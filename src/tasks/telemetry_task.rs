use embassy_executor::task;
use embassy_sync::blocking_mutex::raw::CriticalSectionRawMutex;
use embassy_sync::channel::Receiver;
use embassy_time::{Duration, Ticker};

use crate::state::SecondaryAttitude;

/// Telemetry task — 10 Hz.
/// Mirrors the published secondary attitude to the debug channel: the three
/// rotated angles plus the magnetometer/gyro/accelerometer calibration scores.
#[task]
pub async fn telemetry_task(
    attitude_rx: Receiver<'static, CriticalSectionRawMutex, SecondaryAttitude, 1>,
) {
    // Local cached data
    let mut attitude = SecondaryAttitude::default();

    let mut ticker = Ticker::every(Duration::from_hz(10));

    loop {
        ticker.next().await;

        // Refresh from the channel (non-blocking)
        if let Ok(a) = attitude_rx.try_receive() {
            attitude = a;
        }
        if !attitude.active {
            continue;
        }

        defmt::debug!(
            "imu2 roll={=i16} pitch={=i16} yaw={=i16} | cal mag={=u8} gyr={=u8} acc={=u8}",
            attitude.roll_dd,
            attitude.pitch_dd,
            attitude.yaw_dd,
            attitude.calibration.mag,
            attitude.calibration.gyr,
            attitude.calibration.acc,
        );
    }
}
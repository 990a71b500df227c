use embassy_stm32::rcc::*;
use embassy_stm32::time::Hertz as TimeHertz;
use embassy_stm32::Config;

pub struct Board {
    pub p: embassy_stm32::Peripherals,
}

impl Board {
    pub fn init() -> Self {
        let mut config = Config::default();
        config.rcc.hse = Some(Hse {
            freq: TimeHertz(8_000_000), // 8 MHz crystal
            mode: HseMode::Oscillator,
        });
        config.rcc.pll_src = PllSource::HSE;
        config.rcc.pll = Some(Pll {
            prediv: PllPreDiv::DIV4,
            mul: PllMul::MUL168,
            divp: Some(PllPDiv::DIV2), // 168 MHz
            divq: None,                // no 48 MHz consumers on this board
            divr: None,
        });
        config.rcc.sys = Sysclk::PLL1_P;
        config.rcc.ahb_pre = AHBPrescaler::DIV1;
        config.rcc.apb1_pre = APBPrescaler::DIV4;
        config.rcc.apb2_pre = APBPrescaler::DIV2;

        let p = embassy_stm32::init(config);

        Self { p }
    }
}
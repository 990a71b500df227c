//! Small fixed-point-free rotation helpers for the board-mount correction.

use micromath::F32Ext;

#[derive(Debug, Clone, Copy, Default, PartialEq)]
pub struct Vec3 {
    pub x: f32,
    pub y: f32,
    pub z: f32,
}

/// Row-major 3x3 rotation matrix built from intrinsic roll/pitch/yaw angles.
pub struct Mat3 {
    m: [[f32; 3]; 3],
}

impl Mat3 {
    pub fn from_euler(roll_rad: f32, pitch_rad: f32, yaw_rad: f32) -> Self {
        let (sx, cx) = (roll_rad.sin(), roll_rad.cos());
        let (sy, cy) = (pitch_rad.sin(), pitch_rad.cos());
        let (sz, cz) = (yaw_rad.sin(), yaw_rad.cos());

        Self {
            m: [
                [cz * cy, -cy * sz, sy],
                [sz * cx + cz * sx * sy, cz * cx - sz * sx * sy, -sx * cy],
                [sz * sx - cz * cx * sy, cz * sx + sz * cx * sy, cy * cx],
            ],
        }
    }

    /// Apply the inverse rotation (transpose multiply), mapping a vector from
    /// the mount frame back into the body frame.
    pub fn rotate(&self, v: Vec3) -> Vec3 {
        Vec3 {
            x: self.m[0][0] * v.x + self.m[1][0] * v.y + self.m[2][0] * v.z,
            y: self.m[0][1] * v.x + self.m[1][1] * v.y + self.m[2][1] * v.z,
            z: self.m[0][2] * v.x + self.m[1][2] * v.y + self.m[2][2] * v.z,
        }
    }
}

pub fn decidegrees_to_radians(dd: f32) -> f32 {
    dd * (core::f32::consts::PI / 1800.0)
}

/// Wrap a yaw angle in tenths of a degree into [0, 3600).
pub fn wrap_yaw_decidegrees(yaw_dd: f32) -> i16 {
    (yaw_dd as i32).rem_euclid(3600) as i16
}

· · · · · · ·

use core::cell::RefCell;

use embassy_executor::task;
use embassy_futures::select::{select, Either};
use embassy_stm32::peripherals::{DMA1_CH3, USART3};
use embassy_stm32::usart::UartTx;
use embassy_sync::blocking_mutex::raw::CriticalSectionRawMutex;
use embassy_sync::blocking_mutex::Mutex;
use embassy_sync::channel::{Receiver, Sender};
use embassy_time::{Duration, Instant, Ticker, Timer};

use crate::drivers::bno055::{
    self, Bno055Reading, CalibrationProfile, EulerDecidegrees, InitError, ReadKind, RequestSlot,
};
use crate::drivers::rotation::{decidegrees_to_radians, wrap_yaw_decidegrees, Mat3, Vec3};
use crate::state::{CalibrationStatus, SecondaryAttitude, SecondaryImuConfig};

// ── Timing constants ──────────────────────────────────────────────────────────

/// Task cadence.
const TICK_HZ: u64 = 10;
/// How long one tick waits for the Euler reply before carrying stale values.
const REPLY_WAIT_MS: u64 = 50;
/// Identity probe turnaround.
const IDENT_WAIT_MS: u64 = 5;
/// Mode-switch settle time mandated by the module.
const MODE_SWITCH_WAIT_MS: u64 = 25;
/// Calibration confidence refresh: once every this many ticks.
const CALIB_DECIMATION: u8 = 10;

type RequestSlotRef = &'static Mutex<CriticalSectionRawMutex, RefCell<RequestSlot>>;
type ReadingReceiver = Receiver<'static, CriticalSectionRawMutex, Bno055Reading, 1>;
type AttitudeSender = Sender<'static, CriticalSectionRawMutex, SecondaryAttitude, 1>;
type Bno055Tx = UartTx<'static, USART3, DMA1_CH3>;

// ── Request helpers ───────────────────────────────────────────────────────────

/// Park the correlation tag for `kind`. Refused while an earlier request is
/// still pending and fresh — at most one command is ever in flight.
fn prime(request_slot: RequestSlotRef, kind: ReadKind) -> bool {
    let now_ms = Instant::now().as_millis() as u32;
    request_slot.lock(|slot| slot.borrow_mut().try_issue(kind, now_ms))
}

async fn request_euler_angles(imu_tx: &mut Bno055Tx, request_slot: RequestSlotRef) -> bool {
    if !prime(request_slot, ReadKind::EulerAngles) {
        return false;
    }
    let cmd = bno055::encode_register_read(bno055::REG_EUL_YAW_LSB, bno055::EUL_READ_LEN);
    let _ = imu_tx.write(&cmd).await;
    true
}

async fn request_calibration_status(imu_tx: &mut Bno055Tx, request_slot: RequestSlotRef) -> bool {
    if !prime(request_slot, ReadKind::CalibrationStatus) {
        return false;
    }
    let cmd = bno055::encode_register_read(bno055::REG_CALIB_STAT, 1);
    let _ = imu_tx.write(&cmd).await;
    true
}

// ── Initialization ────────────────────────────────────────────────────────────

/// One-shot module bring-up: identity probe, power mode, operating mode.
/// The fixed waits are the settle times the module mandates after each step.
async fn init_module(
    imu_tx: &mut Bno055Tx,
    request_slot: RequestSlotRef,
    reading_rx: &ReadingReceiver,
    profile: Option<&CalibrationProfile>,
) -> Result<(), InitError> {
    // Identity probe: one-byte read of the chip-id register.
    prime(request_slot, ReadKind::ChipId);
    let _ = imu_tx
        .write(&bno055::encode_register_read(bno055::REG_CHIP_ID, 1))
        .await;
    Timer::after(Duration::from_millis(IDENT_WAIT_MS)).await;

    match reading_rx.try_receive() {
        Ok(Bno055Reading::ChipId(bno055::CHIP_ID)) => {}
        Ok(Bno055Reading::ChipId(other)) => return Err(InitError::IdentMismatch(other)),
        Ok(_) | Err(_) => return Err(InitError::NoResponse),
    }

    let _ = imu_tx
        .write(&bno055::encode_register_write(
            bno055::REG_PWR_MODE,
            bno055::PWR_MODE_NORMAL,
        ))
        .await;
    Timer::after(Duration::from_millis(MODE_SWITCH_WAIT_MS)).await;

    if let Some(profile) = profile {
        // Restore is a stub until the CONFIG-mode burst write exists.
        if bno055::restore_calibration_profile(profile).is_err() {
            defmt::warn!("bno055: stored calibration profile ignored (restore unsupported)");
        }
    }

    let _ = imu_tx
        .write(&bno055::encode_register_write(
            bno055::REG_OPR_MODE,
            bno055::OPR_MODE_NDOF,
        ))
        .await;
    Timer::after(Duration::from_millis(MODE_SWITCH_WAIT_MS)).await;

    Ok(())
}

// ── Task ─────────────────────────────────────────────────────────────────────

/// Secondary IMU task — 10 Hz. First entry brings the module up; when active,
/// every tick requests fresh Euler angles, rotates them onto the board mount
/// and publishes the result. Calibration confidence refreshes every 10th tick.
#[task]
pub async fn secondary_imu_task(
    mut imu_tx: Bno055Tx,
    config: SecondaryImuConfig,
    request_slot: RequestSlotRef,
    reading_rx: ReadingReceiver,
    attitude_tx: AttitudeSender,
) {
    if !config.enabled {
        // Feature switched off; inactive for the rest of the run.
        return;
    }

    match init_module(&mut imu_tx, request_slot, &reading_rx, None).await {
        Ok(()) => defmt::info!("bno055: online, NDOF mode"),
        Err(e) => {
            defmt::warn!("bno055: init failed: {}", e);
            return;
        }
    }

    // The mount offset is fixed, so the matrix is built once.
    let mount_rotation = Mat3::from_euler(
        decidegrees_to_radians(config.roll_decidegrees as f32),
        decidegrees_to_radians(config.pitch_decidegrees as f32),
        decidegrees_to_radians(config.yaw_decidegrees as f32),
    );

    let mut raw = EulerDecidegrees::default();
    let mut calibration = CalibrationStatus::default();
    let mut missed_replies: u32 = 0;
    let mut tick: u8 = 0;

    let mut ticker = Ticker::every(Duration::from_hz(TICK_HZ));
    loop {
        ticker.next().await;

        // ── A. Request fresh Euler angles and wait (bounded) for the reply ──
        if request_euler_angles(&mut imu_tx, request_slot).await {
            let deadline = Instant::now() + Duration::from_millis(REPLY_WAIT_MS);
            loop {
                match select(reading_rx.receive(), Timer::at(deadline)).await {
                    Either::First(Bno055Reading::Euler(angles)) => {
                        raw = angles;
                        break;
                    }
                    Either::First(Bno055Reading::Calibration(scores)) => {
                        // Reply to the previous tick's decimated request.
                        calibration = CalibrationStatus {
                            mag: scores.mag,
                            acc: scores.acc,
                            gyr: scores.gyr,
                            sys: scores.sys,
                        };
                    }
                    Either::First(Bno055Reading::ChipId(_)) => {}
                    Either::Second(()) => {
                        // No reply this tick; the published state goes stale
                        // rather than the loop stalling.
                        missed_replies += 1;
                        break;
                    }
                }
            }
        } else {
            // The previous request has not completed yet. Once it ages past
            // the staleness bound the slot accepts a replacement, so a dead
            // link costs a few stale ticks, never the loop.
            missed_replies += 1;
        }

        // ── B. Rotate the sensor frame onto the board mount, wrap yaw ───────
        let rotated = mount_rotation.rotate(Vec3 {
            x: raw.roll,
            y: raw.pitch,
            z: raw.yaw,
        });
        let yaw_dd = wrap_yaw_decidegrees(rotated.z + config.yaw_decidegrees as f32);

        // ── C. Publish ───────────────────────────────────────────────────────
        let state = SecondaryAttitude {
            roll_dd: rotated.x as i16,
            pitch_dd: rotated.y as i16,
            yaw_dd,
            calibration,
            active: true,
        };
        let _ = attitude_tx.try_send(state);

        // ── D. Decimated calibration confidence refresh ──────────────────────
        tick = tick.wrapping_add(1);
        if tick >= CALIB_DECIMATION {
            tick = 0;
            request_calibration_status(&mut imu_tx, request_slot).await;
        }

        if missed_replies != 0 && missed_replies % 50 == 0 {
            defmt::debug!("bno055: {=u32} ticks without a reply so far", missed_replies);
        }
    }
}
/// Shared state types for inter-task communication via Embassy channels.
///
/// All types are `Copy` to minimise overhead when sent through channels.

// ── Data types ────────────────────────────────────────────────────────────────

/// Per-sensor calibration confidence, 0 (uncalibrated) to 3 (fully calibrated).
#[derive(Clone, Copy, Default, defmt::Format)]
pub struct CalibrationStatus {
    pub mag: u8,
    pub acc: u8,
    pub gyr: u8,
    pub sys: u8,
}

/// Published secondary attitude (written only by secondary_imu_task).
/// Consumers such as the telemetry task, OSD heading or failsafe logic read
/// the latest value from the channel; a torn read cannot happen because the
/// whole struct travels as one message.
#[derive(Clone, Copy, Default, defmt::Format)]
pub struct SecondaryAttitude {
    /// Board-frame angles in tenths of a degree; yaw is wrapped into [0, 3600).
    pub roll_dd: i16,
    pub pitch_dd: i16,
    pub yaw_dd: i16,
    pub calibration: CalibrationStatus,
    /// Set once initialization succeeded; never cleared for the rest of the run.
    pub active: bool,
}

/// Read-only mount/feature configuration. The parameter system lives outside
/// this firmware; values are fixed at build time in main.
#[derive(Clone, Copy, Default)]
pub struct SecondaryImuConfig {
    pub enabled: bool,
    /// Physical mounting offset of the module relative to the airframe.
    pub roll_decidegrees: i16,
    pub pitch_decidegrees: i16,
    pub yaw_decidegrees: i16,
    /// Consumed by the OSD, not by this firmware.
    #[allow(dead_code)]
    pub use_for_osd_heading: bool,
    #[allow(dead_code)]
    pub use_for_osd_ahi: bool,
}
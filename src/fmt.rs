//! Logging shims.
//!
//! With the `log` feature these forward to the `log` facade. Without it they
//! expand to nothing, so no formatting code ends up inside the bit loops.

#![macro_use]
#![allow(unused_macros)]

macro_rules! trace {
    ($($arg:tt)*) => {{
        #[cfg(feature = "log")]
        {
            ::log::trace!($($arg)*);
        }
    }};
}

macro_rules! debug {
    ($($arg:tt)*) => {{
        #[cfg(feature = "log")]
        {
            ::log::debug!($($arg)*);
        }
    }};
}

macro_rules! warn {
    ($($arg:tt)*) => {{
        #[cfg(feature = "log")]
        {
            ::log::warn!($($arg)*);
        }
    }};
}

· · · · · · ·

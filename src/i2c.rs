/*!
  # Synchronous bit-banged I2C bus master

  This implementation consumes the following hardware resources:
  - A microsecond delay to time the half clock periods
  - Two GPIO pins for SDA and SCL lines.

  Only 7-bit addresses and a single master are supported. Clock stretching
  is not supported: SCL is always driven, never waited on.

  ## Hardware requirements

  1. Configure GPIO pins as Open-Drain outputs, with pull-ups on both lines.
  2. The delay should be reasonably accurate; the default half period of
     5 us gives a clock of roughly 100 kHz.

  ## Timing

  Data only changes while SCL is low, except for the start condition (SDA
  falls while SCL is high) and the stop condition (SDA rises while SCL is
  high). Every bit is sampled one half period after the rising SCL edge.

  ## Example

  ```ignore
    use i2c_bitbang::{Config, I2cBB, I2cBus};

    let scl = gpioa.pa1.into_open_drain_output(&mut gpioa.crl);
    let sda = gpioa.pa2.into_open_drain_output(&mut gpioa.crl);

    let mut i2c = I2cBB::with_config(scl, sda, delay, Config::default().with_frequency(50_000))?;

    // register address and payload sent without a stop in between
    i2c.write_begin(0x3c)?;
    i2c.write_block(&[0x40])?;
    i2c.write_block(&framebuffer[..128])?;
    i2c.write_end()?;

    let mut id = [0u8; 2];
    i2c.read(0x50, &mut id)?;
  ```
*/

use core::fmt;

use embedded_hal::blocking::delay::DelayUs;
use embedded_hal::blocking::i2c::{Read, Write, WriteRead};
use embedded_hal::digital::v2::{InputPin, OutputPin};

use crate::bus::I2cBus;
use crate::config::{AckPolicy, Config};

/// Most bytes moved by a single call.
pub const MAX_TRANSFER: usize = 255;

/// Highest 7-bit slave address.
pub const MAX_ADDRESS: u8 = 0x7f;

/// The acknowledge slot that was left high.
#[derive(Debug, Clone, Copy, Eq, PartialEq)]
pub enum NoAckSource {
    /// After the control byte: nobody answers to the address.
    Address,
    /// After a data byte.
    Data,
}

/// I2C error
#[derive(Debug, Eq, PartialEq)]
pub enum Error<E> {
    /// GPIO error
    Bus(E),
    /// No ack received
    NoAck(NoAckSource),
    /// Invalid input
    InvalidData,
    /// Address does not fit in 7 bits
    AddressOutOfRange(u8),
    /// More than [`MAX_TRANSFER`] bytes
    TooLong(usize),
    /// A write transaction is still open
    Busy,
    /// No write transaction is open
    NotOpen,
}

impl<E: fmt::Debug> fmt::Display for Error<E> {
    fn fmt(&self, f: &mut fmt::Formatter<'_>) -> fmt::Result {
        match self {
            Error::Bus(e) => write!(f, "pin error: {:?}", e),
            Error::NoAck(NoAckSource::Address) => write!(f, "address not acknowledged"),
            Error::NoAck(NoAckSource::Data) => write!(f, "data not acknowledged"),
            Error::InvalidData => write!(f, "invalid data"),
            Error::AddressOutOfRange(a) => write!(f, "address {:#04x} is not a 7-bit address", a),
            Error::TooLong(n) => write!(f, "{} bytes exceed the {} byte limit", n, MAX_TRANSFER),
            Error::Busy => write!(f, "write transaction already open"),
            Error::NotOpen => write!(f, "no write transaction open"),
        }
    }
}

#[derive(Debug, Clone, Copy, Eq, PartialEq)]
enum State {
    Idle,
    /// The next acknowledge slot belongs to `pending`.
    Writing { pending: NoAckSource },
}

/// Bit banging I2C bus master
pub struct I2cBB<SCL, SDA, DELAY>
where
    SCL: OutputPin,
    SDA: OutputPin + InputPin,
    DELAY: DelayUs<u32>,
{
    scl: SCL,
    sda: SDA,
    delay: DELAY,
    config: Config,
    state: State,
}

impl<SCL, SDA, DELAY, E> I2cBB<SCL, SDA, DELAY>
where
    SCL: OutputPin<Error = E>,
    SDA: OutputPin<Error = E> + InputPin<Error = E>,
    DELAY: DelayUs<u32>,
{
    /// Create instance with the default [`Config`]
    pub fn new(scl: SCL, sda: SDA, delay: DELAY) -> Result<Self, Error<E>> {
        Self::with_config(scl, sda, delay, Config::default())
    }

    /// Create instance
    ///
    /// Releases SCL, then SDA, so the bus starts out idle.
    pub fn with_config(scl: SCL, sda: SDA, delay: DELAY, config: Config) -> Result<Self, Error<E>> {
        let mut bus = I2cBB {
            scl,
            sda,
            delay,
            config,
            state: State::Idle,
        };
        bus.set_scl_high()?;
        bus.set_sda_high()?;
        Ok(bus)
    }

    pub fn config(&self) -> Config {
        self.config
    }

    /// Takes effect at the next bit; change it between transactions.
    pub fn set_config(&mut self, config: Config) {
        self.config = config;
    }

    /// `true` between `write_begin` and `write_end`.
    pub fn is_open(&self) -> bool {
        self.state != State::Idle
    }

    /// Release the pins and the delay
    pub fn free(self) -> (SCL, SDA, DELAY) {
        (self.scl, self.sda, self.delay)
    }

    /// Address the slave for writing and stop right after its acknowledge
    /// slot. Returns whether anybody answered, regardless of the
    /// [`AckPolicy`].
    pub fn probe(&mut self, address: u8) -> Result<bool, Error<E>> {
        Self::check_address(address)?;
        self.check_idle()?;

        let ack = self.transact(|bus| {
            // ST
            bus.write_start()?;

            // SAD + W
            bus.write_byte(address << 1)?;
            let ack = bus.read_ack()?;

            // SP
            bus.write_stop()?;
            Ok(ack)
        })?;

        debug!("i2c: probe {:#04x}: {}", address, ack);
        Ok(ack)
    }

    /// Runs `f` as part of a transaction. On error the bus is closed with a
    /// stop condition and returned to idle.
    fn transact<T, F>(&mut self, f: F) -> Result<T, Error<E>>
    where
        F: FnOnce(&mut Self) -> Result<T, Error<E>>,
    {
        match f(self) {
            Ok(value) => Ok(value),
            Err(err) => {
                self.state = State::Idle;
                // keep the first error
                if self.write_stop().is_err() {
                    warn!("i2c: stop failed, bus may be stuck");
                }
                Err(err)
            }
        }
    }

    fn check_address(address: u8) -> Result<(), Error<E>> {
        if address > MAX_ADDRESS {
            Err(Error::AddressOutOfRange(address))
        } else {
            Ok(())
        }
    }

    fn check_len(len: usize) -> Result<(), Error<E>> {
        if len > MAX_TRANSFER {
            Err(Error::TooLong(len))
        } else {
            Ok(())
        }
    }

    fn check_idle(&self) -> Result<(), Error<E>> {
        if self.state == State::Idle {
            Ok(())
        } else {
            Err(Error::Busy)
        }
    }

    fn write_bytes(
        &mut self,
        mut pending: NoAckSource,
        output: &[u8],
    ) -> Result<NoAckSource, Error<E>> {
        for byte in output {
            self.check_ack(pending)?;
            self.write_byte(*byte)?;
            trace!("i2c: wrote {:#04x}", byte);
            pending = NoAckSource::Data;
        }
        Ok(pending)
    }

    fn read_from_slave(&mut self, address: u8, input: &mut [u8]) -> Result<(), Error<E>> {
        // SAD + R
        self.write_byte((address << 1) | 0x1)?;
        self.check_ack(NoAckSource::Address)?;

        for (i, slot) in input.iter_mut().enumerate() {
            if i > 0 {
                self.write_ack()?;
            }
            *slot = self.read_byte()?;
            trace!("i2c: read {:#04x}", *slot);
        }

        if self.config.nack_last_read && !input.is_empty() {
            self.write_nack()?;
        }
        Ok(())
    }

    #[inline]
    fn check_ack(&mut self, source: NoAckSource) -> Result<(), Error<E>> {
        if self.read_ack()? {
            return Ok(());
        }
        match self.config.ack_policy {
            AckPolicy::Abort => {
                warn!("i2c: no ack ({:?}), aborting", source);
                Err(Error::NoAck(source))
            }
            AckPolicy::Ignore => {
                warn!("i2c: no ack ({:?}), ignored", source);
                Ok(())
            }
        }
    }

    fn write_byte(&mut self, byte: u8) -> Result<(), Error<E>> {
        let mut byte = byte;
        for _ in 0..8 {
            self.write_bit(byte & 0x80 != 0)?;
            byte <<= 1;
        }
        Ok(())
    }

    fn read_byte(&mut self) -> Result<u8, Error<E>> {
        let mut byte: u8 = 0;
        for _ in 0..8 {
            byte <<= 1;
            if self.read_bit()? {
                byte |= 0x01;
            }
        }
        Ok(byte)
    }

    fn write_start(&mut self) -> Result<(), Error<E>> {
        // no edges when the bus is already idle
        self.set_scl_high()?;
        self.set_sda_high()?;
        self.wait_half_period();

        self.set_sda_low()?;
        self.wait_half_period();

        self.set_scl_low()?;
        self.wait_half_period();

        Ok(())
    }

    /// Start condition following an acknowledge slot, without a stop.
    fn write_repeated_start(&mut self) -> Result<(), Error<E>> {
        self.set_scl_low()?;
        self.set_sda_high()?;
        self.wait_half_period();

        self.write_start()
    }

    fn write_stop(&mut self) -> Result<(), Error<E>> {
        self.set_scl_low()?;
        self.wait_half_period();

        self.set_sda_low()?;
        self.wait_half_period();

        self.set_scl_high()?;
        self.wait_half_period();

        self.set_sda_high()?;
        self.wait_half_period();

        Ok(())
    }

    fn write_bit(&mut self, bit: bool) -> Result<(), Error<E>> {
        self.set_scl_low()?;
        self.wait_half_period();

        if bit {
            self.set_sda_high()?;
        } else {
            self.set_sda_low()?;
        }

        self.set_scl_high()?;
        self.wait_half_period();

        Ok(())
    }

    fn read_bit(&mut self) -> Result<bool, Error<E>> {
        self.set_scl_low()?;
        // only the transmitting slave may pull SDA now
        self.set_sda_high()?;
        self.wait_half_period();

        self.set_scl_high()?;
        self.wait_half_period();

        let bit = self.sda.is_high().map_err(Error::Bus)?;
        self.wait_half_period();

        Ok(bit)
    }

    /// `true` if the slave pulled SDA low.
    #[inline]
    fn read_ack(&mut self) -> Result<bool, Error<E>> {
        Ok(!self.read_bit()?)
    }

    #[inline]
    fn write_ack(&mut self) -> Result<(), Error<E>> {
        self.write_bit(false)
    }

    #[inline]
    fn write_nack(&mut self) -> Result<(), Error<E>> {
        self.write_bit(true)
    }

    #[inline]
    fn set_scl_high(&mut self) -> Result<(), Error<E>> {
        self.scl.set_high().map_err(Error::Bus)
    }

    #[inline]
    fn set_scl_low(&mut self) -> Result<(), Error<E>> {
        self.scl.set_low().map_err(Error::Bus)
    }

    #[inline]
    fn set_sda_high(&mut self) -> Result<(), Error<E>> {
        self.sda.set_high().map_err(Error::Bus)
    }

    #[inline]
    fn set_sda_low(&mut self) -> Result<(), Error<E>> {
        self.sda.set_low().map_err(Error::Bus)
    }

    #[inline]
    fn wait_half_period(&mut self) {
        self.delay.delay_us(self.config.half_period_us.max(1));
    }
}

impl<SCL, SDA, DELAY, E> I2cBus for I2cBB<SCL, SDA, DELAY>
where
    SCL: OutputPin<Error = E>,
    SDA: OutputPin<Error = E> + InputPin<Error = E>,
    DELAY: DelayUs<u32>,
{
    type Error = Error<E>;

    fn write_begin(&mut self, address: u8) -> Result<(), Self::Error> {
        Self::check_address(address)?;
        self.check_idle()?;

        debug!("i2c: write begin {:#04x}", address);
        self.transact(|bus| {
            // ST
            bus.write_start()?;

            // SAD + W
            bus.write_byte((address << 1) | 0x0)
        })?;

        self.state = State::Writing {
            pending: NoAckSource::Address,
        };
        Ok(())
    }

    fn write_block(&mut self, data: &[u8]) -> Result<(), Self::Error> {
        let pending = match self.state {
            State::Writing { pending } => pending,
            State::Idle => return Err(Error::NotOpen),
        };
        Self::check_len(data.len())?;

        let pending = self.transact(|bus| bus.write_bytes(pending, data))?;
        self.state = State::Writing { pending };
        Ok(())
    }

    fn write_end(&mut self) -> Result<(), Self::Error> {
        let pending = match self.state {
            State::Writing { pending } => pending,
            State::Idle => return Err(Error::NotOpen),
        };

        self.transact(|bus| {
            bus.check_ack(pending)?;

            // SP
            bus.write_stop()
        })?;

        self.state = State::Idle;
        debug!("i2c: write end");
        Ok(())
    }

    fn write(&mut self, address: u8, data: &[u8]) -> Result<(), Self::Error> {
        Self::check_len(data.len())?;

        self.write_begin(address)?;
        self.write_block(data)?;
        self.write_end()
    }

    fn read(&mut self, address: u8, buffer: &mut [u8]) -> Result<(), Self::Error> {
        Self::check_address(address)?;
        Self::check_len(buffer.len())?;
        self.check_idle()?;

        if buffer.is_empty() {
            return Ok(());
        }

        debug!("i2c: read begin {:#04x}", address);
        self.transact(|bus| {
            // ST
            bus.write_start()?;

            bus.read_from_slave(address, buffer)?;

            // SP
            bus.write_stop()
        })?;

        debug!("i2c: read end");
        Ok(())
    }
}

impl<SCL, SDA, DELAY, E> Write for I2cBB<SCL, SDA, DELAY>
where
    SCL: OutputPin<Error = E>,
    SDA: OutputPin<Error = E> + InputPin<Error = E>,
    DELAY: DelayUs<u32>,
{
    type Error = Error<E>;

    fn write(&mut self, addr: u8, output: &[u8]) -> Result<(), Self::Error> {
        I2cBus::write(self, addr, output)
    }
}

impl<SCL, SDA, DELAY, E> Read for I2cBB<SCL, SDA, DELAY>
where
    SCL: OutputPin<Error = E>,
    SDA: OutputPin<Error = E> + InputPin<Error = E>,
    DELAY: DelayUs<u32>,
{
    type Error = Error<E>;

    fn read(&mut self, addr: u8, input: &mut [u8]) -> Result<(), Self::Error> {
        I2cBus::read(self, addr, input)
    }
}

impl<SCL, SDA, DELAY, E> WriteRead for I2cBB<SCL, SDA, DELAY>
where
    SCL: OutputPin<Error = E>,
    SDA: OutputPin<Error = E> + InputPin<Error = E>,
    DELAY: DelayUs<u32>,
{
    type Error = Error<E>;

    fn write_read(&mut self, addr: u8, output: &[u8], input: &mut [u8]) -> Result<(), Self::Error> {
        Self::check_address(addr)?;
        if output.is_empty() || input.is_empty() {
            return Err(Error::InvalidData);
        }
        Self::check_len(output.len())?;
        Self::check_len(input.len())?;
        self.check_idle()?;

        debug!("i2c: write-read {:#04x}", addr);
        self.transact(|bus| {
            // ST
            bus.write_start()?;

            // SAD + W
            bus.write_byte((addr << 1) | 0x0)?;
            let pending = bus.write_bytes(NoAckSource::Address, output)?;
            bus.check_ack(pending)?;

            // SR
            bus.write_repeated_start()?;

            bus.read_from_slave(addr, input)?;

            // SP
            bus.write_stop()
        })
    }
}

· · · · · · ·

ACTIVITY —
Only lines with the word "while" are wanted, so copy each one from the records.

TASK ANSWER —
/// Park the correlation tag for `kind`. Refused while an earlier request is
  Data only changes while SCL is low, except for the start condition (SDA
  falls while SCL is high) and the stop condition (SDA rises while SCL is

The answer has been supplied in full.